October 22, 2018

Former Bears Ears

Former Bears Ears

This place wasn’t built for humans. When we arrived on this cliffside, I felt like an invasive species – trammeling the soft ground, breaking branches, sneaking into a domain that isn’t mine. We’re in the former Bears Ears National Monument area at the edge of a massive, beautiful mesa with many reaching peninsulas, one of which is named Muley Point. No name seems significant enough for the incomprehensible vista below us. It feels like a place of the gods.

Great waves of slickrock rise and fall at the top of this enormous landmass. The rocks hold deep pools of water after a rain, pools weathered by generations of moving water and wind. The stony waves grow more frequent as they reach the edge of the bluff, then abruptly stop and change angle into an enormous red rockfall. This cliff plummets down to the red plain below, and then angles into yet more cliffs traveling downward, wiggling around each other as they go – the “goosenecks” of the San Juan River. The river itself is rarely, barely visible, a silty red waterway only seen in occasional glimpses from our perch far above.

This is a land for rocks and sands, for pinons and junipers. This is a land for plants, herbs, and medicines of the body and soul. This is a land of sky, endless sky, vistas so large that I really can’t even stand to look out at them sometimes because my mind can’t comprehend the vastness.

Oceans of rock; tablets of sky.

It is inhuman. It is inhuman in a magnificent, spectacular way. This place was not built for us to take from, to break, divide, or conquer. This is a place for learning, awe, humility, and gratitude.

What has helped me understand this place best are moments spent watching the birds. Ravens, pinon jays, turkey vultures, and even one grand golden eagle. The ravens are my personal favorite, because they seem so comfortable at this intersection of vertical land and lifting wind.

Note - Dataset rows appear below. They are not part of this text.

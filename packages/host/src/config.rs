//! Host configuration.
//!
//! Loaded from a TOML file overlaid by `SILO__`-prefixed environment
//! variables, with double underscores separating nested keys
//! (`SILO__CLUSTER__CLUSTER_ID` sets `cluster.cluster_id`).

use std::net::SocketAddr;
use std::path::{Path, PathBuf};

use clap::Parser;
use config::{Config, Environment, File, FileFormat};
use serde::Deserialize;
use silo::SiloConfig;
use silo::config::{
    ClusterOptions, CollectionOptions, EndpointOptions, MembershipOptions, MessagingOptions,
    ReminderOptions,
};

use crate::error::HostError;

/// Config file read when `--config` is not given.
pub const DEFAULT_CONFIG_FILE: &str = "silo.toml";

/// Prefix of environment overrides.
pub const ENV_PREFIX: &str = "SILO";

/// Command line of the host binary.
#[derive(Debug, Parser)]
#[command(name = "silo-host", version, about = "Runs one silo of a grain cluster")]
pub struct Args {
    /// Path to the TOML config file
    #[arg(long, short, env = "SILO_CONFIG")]
    pub config: Option<PathBuf>,
}

/// Everything the host reads at startup.
///
/// `cluster` and `storage` have no defaults; a config without them is
/// rejected.
#[derive(Debug, Clone, Deserialize)]
pub struct HostConfig {
    pub cluster: ClusterOptions,
    pub storage: StorageOptions,
    #[serde(default)]
    pub endpoint: EndpointOptions,
    #[serde(default)]
    pub membership: MembershipOptions,
    #[serde(default)]
    pub collection: CollectionOptions,
    #[serde(default)]
    pub reminders: ReminderOptions,
    #[serde(default)]
    pub messaging: MessagingOptions,
    #[serde(default)]
    pub telemetry: TelemetryOptions,
    #[serde(default)]
    pub health: HealthOptions,
}

/// Which backend holds grain state and the cluster tables.
#[derive(Debug, Clone, Copy, PartialEq, Eq, Deserialize)]
#[serde(rename_all = "snake_case")]
pub enum StorageProvider {
    /// Everything in process memory.
    Memory,
    /// Every table and grain state in SurrealDB.
    Surrealdb,
    /// Grain state as JSON files; tables in memory.
    File,
    /// Grain state in an object store; tables in memory.
    ObjectStore,
}

#[derive(Debug, Clone, Deserialize)]
pub struct StorageOptions {
    pub provider: StorageProvider,
    /// Provider-specific: a SurrealDB endpoint, a directory, or an object
    /// store connection string.
    #[serde(default)]
    pub connection: String,
}

#[derive(Debug, Clone, Deserialize)]
#[serde(default)]
pub struct TelemetryOptions {
    /// Default filter when `RUST_LOG` is unset.
    pub log_level: String,
    /// Emit JSON lines; needs the `json-logs` feature.
    pub json: bool,
}

impl Default for TelemetryOptions {
    fn default() -> Self {
        Self {
            log_level: "info".to_string(),
            json: false,
        }
    }
}

#[derive(Debug, Clone, Deserialize)]
#[serde(default)]
pub struct HealthOptions {
    pub enabled: bool,
    pub address: SocketAddr,
}

impl Default for HealthOptions {
    fn default() -> Self {
        Self {
            enabled: true,
            address: SocketAddr::from(([127, 0, 0, 1], 8080)),
        }
    }
}

impl HostConfig {
    /// Load from `path` (or `silo.toml`) and the environment.
    ///
    /// An explicitly named file must exist. The default file is optional,
    /// so a host can be configured from the environment alone.
    pub fn load(path: Option<&Path>) -> Result<Self, HostError> {
        let (file, required) = match path {
            Some(path) => (path.to_path_buf(), true),
            None => (PathBuf::from(DEFAULT_CONFIG_FILE), false),
        };
        tracing::debug!("Loading config from {}", file.display());

        let builder = Config::builder()
            .add_source(File::from(file.as_path()).format(FileFormat::Toml).required(required))
            .add_source(Self::environment());
        Self::from_config(builder.build()?)
    }

    /// Parse a TOML document overlaid by the environment.
    pub fn from_toml(toml: &str) -> Result<Self, HostError> {
        let built = Config::builder()
            .add_source(File::from_str(toml, FileFormat::Toml))
            .add_source(Self::environment())
            .build()?;
        Self::from_config(built)
    }

    fn environment() -> Environment {
        Environment::with_prefix(ENV_PREFIX)
            .separator("__")
            .try_parsing(true)
    }

    fn from_config(built: Config) -> Result<Self, HostError> {
        let config: HostConfig = built.try_deserialize()?;
        config.silo_config().validate().map_err(HostError::InvalidConfig)?;
        Ok(config)
    }

    /// Options handed to the silo builder.
    pub fn silo_config(&self) -> SiloConfig {
        SiloConfig {
            cluster: self.cluster.clone(),
            endpoint: self.endpoint.clone(),
            membership: self.membership.clone(),
            collection: self.collection.clone(),
            reminders: self.reminders.clone(),
            messaging: self.messaging.clone(),
        }
    }
}

#[cfg(test)]
mod tests {
    use std::time::Duration;

    use super::*;

    #[test]
    fn parses_required_and_optional_sections() {
        let config = HostConfig::from_toml(
            r#"
            [cluster]
            cluster_id = "prod"
            service_id = "orders"

            [storage]
            provider = "file"
            connection = "/var/lib/silo"

            [endpoint]
            port = 30000

            [membership]
            probe_period_ms = 500

            [telemetry]
            log_level = "debug"
            "#,
        )
        .expect("valid config");

        assert_eq!(config.cluster.cluster_id, "prod");
        assert_eq!(config.storage.provider, StorageProvider::File);
        assert_eq!(config.storage.connection, "/var/lib/silo");
        assert_eq!(config.endpoint.port, 30000);
        assert_eq!(config.endpoint.host, "127.0.0.1");
        assert_eq!(config.membership.probe_period, Duration::from_millis(500));
        assert_eq!(config.telemetry.log_level, "debug");
        assert!(config.health.enabled);

        let silo = config.silo_config();
        assert_eq!(silo.cluster.service_id, "orders");
        assert_eq!(silo.endpoint.port, 30000);
    }

    #[test]
    fn missing_required_sections_fail() {
        let no_storage = HostConfig::from_toml(
            r#"
            [cluster]
            cluster_id = "prod"
            "#,
        );
        assert!(matches!(no_storage, Err(HostError::Config(_))));

        let no_cluster = HostConfig::from_toml(
            r#"
            [storage]
            provider = "memory"
            "#,
        );
        assert!(matches!(no_cluster, Err(HostError::Config(_))));
    }

    #[test]
    fn rejects_unknown_provider_and_invalid_values() {
        let unknown = HostConfig::from_toml(
            r#"
            [cluster]
            cluster_id = "prod"
            [storage]
            provider = "floppy"
            "#,
        );
        assert!(unknown.is_err());

        let zero_votes = HostConfig::from_toml(
            r#"
            [cluster]
            cluster_id = "prod"
            [storage]
            provider = "memory"
            [membership]
            num_votes_for_death = 0
            "#,
        );
        assert!(matches!(zero_votes, Err(HostError::InvalidConfig(_))));
    }

    #[test]
    fn explicit_missing_file_is_an_error() {
        let dir = tempfile::tempdir().expect("tempdir");
        let result = HostConfig::load(Some(&dir.path().join("absent.toml")));
        assert!(matches!(result, Err(HostError::Config(_))));
    }
}
//! Stream identity and item envelope.

use chrono::{DateTime, Utc};
use serde::{Deserialize, Serialize};

/// Identity of a pub/sub stream.
#[derive(Debug, Clone, PartialEq, Eq, Hash, PartialOrd, Ord, Serialize, Deserialize)]
pub struct StreamId {
    pub namespace: String,
    pub key: String,
}

impl StreamId {
    pub fn new(namespace: impl Into<String>, key: impl Into<String>) -> Self {
        Self {
            namespace: namespace.into(),
            key: key.into(),
        }
    }
}

impl std::fmt::Display for StreamId {
    fn fmt(&self, f: &mut std::fmt::Formatter<'_>) -> std::fmt::Result {
        write!(f, "{}/{}", self.namespace, self.key)
    }
}

/// An item published to a stream.
#[derive(Debug, Clone, PartialEq, Serialize, Deserialize)]
pub struct StreamItem {
    pub stream: StreamId,
    /// Per-stream sequence, assigned by the publishing silo.
    pub sequence: u64,
    pub payload: serde_json::Value,
    pub published_at: DateTime<Utc>,
}
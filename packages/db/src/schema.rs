//! Database schema definitions using SurrealQL.

use crate::{get_db, DbError};

/// Initialize the database schema.
///
/// Tables are schemaless; each repository owns the shape of its records.
/// Timestamps are stored as epoch milliseconds.
pub async fn init_schema() -> Result<(), DbError> {
    let db = get_db()?;

    tracing::info!("Initializing database schema...");

    db.query(MEMBERSHIP_SCHEMA).await?.check()?;
    db.query(DIRECTORY_SCHEMA).await?.check()?;
    db.query(GRAIN_STATE_SCHEMA).await?.check()?;
    db.query(REMINDER_SCHEMA).await?.check()?;
    db.query(STREAM_SCHEMA).await?.check()?;
    db.query(HUMAN_SCHEMA).await?.check()?;

    tracing::info!("Database schema initialized");

    Ok(())
}

/// Cluster membership table, one row per silo generation.
const MEMBERSHIP_SCHEMA: &str = r#"
DEFINE TABLE IF NOT EXISTS membership SCHEMALESS;
DEFINE TABLE IF NOT EXISTS membership_version SCHEMALESS;

DEFINE INDEX IF NOT EXISTS membership_status ON membership FIELDS status;
"#;

/// Grain directory, keyed by grain id.
const DIRECTORY_SCHEMA: &str = r#"
DEFINE TABLE IF NOT EXISTS grain_directory SCHEMALESS;

DEFINE INDEX IF NOT EXISTS directory_silo ON grain_directory FIELDS silo_key;
"#;

/// Persisted grain state, keyed by provider-scoped grain id.
const GRAIN_STATE_SCHEMA: &str = r#"
DEFINE TABLE IF NOT EXISTS grain_state SCHEMALESS;
"#;

/// Durable reminders, keyed by grain id and reminder name.
const REMINDER_SCHEMA: &str = r#"
DEFINE TABLE IF NOT EXISTS reminder SCHEMALESS;

DEFINE INDEX IF NOT EXISTS reminder_grain ON reminder FIELDS grain_key;
"#;

/// Stream subscriptions, one row per (stream, grain) pair.
const STREAM_SCHEMA: &str = r#"
DEFINE TABLE IF NOT EXISTS stream_subscription SCHEMALESS;

DEFINE INDEX IF NOT EXISTS subscription_stream ON stream_subscription FIELDS stream_key;
"#;

/// Humans served by the repository contract.
const HUMAN_SCHEMA: &str = r#"
DEFINE TABLE IF NOT EXISTS human SCHEMALESS;

DEFINE INDEX IF NOT EXISTS human_name ON human FIELDS name;
"#;
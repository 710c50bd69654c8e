//! Fabric: how silos in one process reach each other.
//!
//! Each running silo publishes the actors its peers talk to. Membership
//! probes, grain routing and reminder notifications all go through it.

use std::collections::HashMap;
use std::sync::{Arc, LazyLock};

use parking_lot::RwLock;
use ractor::ActorRef;
use silo_core::SiloAddress;

use crate::messages::{CatalogMessage, ReminderMessage};

/// Actors a silo exposes to its peers.
#[derive(Debug, Clone)]
pub struct SiloEndpoint {
    pub catalog: ActorRef<CatalogMessage>,
    pub reminders: ActorRef<ReminderMessage>,
}

/// Table of reachable silos.
#[derive(Debug, Default)]
pub struct Fabric {
    silos: RwLock<HashMap<SiloAddress, SiloEndpoint>>,
}

impl Fabric {
    /// Create a new empty fabric.
    pub fn new() -> Self {
        Self::default()
    }

    /// The process-wide fabric.
    pub fn global() -> Arc<Fabric> {
        GLOBAL_FABRIC.clone()
    }

    /// Make `silo` reachable.
    pub fn register(&self, silo: SiloAddress, endpoint: SiloEndpoint) {
        tracing::debug!("Silo {} joined the fabric", silo);
        self.silos.write().insert(silo, endpoint);
    }

    /// Make `silo` unreachable.
    pub fn unregister(&self, silo: &SiloAddress) -> bool {
        let removed = self.silos.write().remove(silo).is_some();
        if removed {
            tracing::debug!("Silo {} left the fabric", silo);
        }
        removed
    }

    /// Get the endpoint of `silo`.
    pub fn get(&self, silo: &SiloAddress) -> Option<SiloEndpoint> {
        self.silos.read().get(silo).cloned()
    }

    pub fn contains(&self, silo: &SiloAddress) -> bool {
        self.silos.read().contains_key(silo)
    }

    /// List all reachable silos.
    pub fn silos(&self) -> Vec<SiloAddress> {
        let mut silos: Vec<SiloAddress> = self.silos.read().keys().cloned().collect();
        silos.sort();
        silos
    }
}

static GLOBAL_FABRIC: LazyLock<Arc<Fabric>> = LazyLock::new(|| Arc::new(Fabric::new()));
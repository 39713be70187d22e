use std::collections::BTreeSet;
use std::sync::Arc;

use aesthub_core::{AppError, AppResult};
use aesthub_domain::{AppId, EffectiveGrant, Permission, RoleDefinition, User};

use crate::RoleCatalog;

/// Application service resolving what a given user may see and do.
///
/// Pure resolution over the role catalog: the service never mutates the
/// catalog or the user. Effective grants are recomputed on every call so
/// that supplement edits are reflected immediately.
#[derive(Clone)]
pub struct AccessService {
    role_catalog: Arc<dyn RoleCatalog>,
}

impl AccessService {
    /// Creates an access service from a role catalog implementation.
    #[must_use]
    pub fn new(role_catalog: Arc<dyn RoleCatalog>) -> Self {
        Self { role_catalog }
    }

    /// Resolves the role definition referenced by a user.
    ///
    /// A user whose role id matches no catalog entry is an error condition;
    /// callers must surface an explicit undefined-role state and never fall
    /// back to any default role.
    pub async fn resolve_role(&self, user: &User) -> AppResult<RoleDefinition> {
        self.role_catalog
            .find_role(user.role_id())
            .await?
            .ok_or_else(|| {
                AppError::NotFound(format!(
                    "user '{}' references undefined role '{}'",
                    user.id(),
                    user.role_id()
                ))
            })
    }

    /// Resolves the effective grants for a user: role base plus supplements.
    pub async fn effective_grant(&self, user: &User) -> AppResult<EffectiveGrant> {
        let role = self.resolve_role(user).await?;
        Ok(EffectiveGrant::resolve(&role, user))
    }

    /// Resolves the effective permission set for a user.
    pub async fn effective_permissions(&self, user: &User) -> AppResult<BTreeSet<Permission>> {
        Ok(self.effective_grant(user).await?.permissions)
    }

    /// Resolves the effective authorized application set for a user.
    pub async fn effective_apps(&self, user: &User) -> AppResult<BTreeSet<AppId>> {
        Ok(self.effective_grant(user).await?.apps)
    }

    /// Returns whether the user effectively holds the permission.
    pub async fn has_permission(&self, user: &User, permission: Permission) -> AppResult<bool> {
        Ok(self.effective_grant(user).await?.has_permission(permission))
    }
}

#[cfg(test)]
mod tests {
    use std::collections::{BTreeSet, HashMap};
    use std::sync::Arc;

    use async_trait::async_trait;
    use aesthub_core::{AppError, AppResult};
    use aesthub_domain::{
        AppId, DataScope, Permission, RoleDefinition, RoleId, RoleType, User, UserId,
    };

    use aesthub_domain::ViewId;

    use crate::{RoleCatalog, is_visible, visible_views};

    use super::AccessService;

    struct FakeRoleCatalog {
        roles: HashMap<String, RoleDefinition>,
    }

    #[async_trait]
    impl RoleCatalog for FakeRoleCatalog {
        async fn find_role(&self, role_id: &RoleId) -> AppResult<Option<RoleDefinition>> {
            Ok(self.roles.get(role_id.as_str()).cloned())
        }

        async fn list_roles(&self) -> AppResult<Vec<RoleDefinition>> {
            Ok(self.roles.values().cloned().collect())
        }
    }

    fn staff_role() -> RoleDefinition {
        let id = RoleId::new("role-doctor").unwrap_or_else(|_| unreachable!());
        let mut base_permissions = BTreeSet::new();
        base_permissions.insert(Permission::ViewData);
        let mut base_app_ids = BTreeSet::new();
        base_app_ids.insert(AppId::new("app-1").unwrap_or_else(|_| unreachable!()));
        RoleDefinition::new(
            id,
            "Consultant",
            "Aesthetic design and consultation.",
            RoleType::Staff,
            base_permissions,
            base_app_ids,
        )
        .unwrap_or_else(|_| unreachable!())
    }

    fn staff_user() -> User {
        let id = UserId::new("u2").unwrap_or_else(|_| unreachable!());
        let role_id = RoleId::new("role-doctor").unwrap_or_else(|_| unreachable!());
        User::new(id, "Li Wen", None, role_id, DataScope::Assigned)
            .unwrap_or_else(|_| unreachable!())
    }

    fn service_with(roles: Vec<RoleDefinition>) -> AccessService {
        let roles = roles
            .into_iter()
            .map(|role| (role.id().as_str().to_owned(), role))
            .collect();
        AccessService::new(Arc::new(FakeRoleCatalog { roles }))
    }

    #[tokio::test]
    async fn effective_grant_unions_base_and_supplements() {
        let service = service_with(vec![staff_role()]);
        let mut user = staff_user();
        user.grant_extra_permission(Permission::ManageData);
        user.grant_extra_app(AppId::new("app-4").unwrap_or_else(|_| unreachable!()));

        let grant = service.effective_grant(&user).await;
        assert!(grant.is_ok());
        let grant = grant.unwrap_or_else(|_| unreachable!());

        assert!(grant.has_permission(Permission::ViewData));
        assert!(grant.has_permission(Permission::ManageData));
        assert!(grant.authorizes_app(&AppId::new("app-1").unwrap_or_else(|_| unreachable!())));
        assert!(grant.authorizes_app(&AppId::new("app-4").unwrap_or_else(|_| unreachable!())));
    }

    #[tokio::test]
    async fn supplements_do_not_leak_into_the_catalog() {
        let service = service_with(vec![staff_role()]);
        let mut user = staff_user();
        user.grant_extra_permission(Permission::ManageAccount);

        let grant = service.effective_grant(&user).await;
        assert!(grant.is_ok());

        let role = service.resolve_role(&staff_user()).await;
        assert!(role.is_ok());
        let role = role.unwrap_or_else(|_| unreachable!());
        assert!(!role.base_permissions().contains(&Permission::ManageAccount));
    }

    #[tokio::test]
    async fn undefined_role_is_a_not_found_error() {
        let service = service_with(Vec::new());
        let user = staff_user();

        let resolved = service.resolve_role(&user).await;
        assert!(matches!(resolved, Err(AppError::NotFound(_))));
    }

    #[tokio::test]
    async fn permission_supplement_does_not_open_gated_views_for_staff() {
        let service = service_with(vec![staff_role()]);
        let mut user = staff_user();
        user.grant_extra_permission(Permission::ManageAccount);

        let holds_permission = service
            .has_permission(&user, Permission::ManageAccount)
            .await;
        assert!(holds_permission.is_ok());
        assert!(holds_permission.unwrap_or(false));

        let role = service.resolve_role(&user).await;
        assert!(role.is_ok());
        let role_type = role.unwrap_or_else(|_| unreachable!()).role_type();

        assert!(!is_visible(role_type, ViewId::AccountManagement));
        assert!(!is_visible(role_type, ViewId::Finance));
        assert!(!is_visible(role_type, ViewId::InstitutionProfile));
        assert_eq!(
            visible_views(role_type),
            vec![ViewId::Workbench, ViewId::AppMarket, ViewId::DataCenter]
        );
    }
}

They play together around all the cliffs edges, stitching together the many layers of air and land with their swirling, burbling flights.

I am thankful to the ravens for sharing this place with me, for giving me a way to access and understand a landscape which is not designed to make me comfortable. I am thankful that inhuman, more than human, nearly unintelligible landscapes exist. Where else could we learn about distance, about the swell and shift of rocks over time, about the tiny cryptobiotic life that builds over decades? Who else could teach us about these things if this landscape was gone?